Reporter: Sydney Persing Writer: Jack Lowenstein
Published: Updated:
ICU team members at Cape Coral Hospital gather Monday, Sept. 13, 2021. Credit: WINK News.

For the first time since the delta variant surge, we were able to visit a hospital’s intensive care unit where coronavirus patients were being treated.

COVID-19 has Cape Coral Hospital staff overwhelmed, but they keep pushing forward as they try to give the best care under some of the toughest circumstances.

Doctors, nurses, respiratory therapists, social workers, pharmacists, nutritionists and palliative care specialists all remain on the front lines of the pandemic Monday, as it takes all of these role players to care for one COVID-19 patient in an ICU.
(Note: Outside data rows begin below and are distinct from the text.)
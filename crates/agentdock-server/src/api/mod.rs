// ABOUTME: API handler modules for the agentdock HTTP server.
// ABOUTME: Split by resource: apps, sessions, and the SSE event stream.

pub mod apps;
pub mod sessions;
pub mod stream;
These professionals look focused when they mask up and walk into a patient’s room. Many of them look down as they read a patient’s chart or learn of a death.

It can be hard to tell if these health professionals are wiping sweat off their eyebrows or tears away from their eyes at times.

“Unfortunately, what’s happening here is going to happen next-door, and next-door, and next-door,” said Theresa King, an ICU nurse supervisor. “And it unfortunately feels like Groundhog Day. We’re having the same conversations over and over.”

We asked King about the number of recent COVID-19 deaths and the risk for COVID-19 patients in the ICU.

“We lost five patients yesterday,” King explained. “It takes one bad moment to lose them. But potentially all of them. Some are a little closer. But potentially, it could be any of them.”

We watched as King and her team did their 10 a.m. rounds on the second floor ICU at Cape Coral Hospital. King sees heartbreak everywhere.

“I’ve seen ventilator settings here that I didn’t know were capable for people,” King said. “But we’re trying so hard to make them breathe that it’s putting their bodies through a tremendous amount of … It’s almost like putting their bodies through battle, and we’re just trying to support them and carry them through one more shift.”

Sunday, despite their best efforts, Lee Health was unable to save eight more COVID-19 patients. There were 70 COVID-19 patients on ventilators at Lee Health hospitals Monday.

There are many people in need of an ICU bed. Sometimes, it’s almost immediately that a person who dies is taken to the morgue. A room is sanitized, and another COVID-19 patient is brought to the room.

“There’s no time to wait,” King said. “There’s people waiting for the beds before it even happens, so there’s no time to even process the profound act that just happened.”